Ante el genocidio de Ruanda, en 1994, el CICR dijo claramente que “el silencio tiene un límite”. Esa misma postura la refrendaría años después al denunciar (ellos prefieren decir informar) tanto la situación inhumana de los presos en Guantánamo, como las atrocidades en la cárcel de Abu Ghraib en Irak.

En el genocidio de Darfur (Sudán), los humanitarios estuvimos enfrentados seriamente a la tensión entre denunciar y ser expulsados o atender y guardar silencio. Finalmente, en 2009, la Corte Penal Internacional ordenó la detención del presidente de Sudán por dicho genocidio y el gobierno expulsó a las 13 ONG humanitarias más grandes, dejando desprovista de atención al 80% de las víctimas.
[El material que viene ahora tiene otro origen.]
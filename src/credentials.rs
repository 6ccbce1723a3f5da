//! Share links: `https://host/<send|receive>/<token>#key=<b64>&nonce=<b64>`.
//!
//! Key and nonce live only in the fragment, which HTTP clients never put on
//! the wire. Everything built from a link uses the fragment-free URL.

use crate::common::TransferError;
use crate::crypto::{EncryptionKey, Nonce};
use reqwest::Url;
use std::fmt;

/// Which side of the relay the link points at
#[derive(Debug, Clone, Copy, PartialEq, Eq)]
pub enum LinkMode {
    /// Relay serves files, the link holder downloads
    Send,
    /// Relay accepts files, the link holder uploads
    Receive,
}

impl LinkMode {
    pub fn as_path(&self) -> &'static str {
        match self {
            LinkMode::Send => "send",
            LinkMode::Receive => "receive",
        }
    }
}

/// `<origin>/<mode>/<token>/<extra...>`. `origin` may carry a path prefix for
/// relays mounted below the root.
pub fn relay_url(origin: &Url, mode: LinkMode, token: &str, extra: &[&str]) -> Url {
    let mut url = origin.clone();
    url.set_fragment(None);
    url.set_query(None);
    if let Ok(mut segments) = url.path_segments_mut() {
        segments
            .pop_if_empty()
            .push(mode.as_path())
            .push(token)
            .extend(extra);
    }
    url
}

#[derive(Clone)]
pub struct TransferCredentials {
    pub origin: Url,
    pub mode: LinkMode,
    pub token: String,
    pub key: EncryptionKey,
    /// Base nonce for framed-stream mode
    pub nonce: Option<Nonce>,
}

impl fmt::Debug for TransferCredentials {
    fn fmt(&self, f: &mut fmt::Formatter<'_>) -> fmt::Result {
        f.debug_struct("TransferCredentials")
            .field("origin", &self.origin.as_str())
            .field("mode", &self.mode)
            .field("token", &self.token)
            .finish_non_exhaustive()
    }
}

impl TransferCredentials {
    pub fn generate(origin: Url, mode: LinkMode, token: impl Into<String>) -> Self {
        Self {
            origin,
            mode,
            token: token.into(),
            key: EncryptionKey::new(),
            nonce: Some(Nonce::new()),
        }
    }

    pub fn parse(link: &str) -> Result<Self, TransferError> {
        let url = Url::parse(link)
            .map_err(|e| TransferError::protocol(format!("invalid transfer link: {e}")))?;

        let fragment = url
            .fragment()
            .ok_or_else(|| TransferError::protocol("transfer link has no #key fragment"))?;

        let mut key = None;
        let mut nonce = None;
        for pair in fragment.split('&').filter(|p| !p.is_empty()) {
            let (name, value) = pair.split_once('=').unwrap_or((pair, ""));
            match name {
                "key" => key = Some(EncryptionKey::from_base64(value)?),
                "nonce" => nonce = Some(Nonce::from_base64(value)?),
                _ => {}
            }
        }
        let key = key.ok_or_else(|| TransferError::protocol("transfer link is missing key"))?;

        let segments: Vec<&str> = url
            .path_segments()
            .map(|s| s.filter(|seg| !seg.is_empty()).collect())
            .unwrap_or_default();
        let (prefix, mode, token) = match segments.as_slice() {
            [prefix @ .., "send", token] => (prefix, LinkMode::Send, *token),
            [prefix @ .., "receive", token] => (prefix, LinkMode::Receive, *token),
            _ => {
                return Err(TransferError::protocol(
                    "transfer link path must be /send/<token> or /receive/<token>",
                ))
            }
        };

        let mut origin = url.clone();
        origin.set_fragment(None);
        origin.set_query(None);
        if prefix.is_empty() {
            origin.set_path("/");
        } else {
            origin.set_path(&format!("/{}/", prefix.join("/")));
        }

        Ok(Self {
            origin,
            mode,
            token: token.to_string(),
            key,
            nonce,
        })
    }

    /// Link to hand to the peer, fragment included
    pub fn share_link(&self) -> String {
        let mut fragment = format!("key={}", self.key.to_base64());
        if let Some(nonce) = &self.nonce {
            fragment.push_str("&nonce=");
            fragment.push_str(&nonce.to_base64());
        }
        format!("{}#{}", self.endpoint(&[]), fragment)
    }

    /// Relay endpoint for this link, never carrying the fragment
    pub fn endpoint(&self, extra: &[&str]) -> Url {
        relay_url(&self.origin, self.mode, &self.token, extra)
    }

    pub fn require_nonce(&self) -> Result<Nonce, TransferError> {
        self.nonce
            .ok_or_else(|| TransferError::protocol("transfer link is missing nonce"))
    }
}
Hoy, Siria pone de nuevo a prueba la labor humanitaria. El comité local de médicos de Homs y el precario equipo médico de Qusair son apenas dos de los cientos de ejemplos de entrega humanitaria. MSF, fiel a su nombre, ha cruzado la frontera para apoyar a las víctimas. Pero su labor más relevante ha sido haber confirmado lo que ya algunos dudan, el uso de armas químicas: en pocos días atendieron 3.600 casos, de los cuales 355 murieron. Lo dice una ONG que ganó el Premio Nobel y que está en el terreno, mientras la ONU dice que sus delegados en Damasco no están autorizados a investigar por “problemas de seguridad” (¿no es acaso por eso que está la ONU allá?).

Lo humanitario no puede ser reducido a algunas ONG dedicadas a la mercadería de proyectos para su propia sobrevivencia (no la de las víctimas), ni a la imagen estereotipada de aventureros a sueldo. Miles y miles de personas, por décadas y décadas, han construido centros nutricionales, fuentes de agua, clínicas y campos de refugiados, desde Birmania hasta Haití, desde Kosovo hasta Sudáfrica, que no pueden ser reducidos al olvido. Y en esta labor han dejado algunos la propia vida.

Ya en Siria no necesitamos más datos. Incluso aún sin armas químicas, los más de 100.000 muertos, 4 millones de desplazados y casi 2 millones de refugiados merecen algo más que el silencio de la llamada comunidad internacional.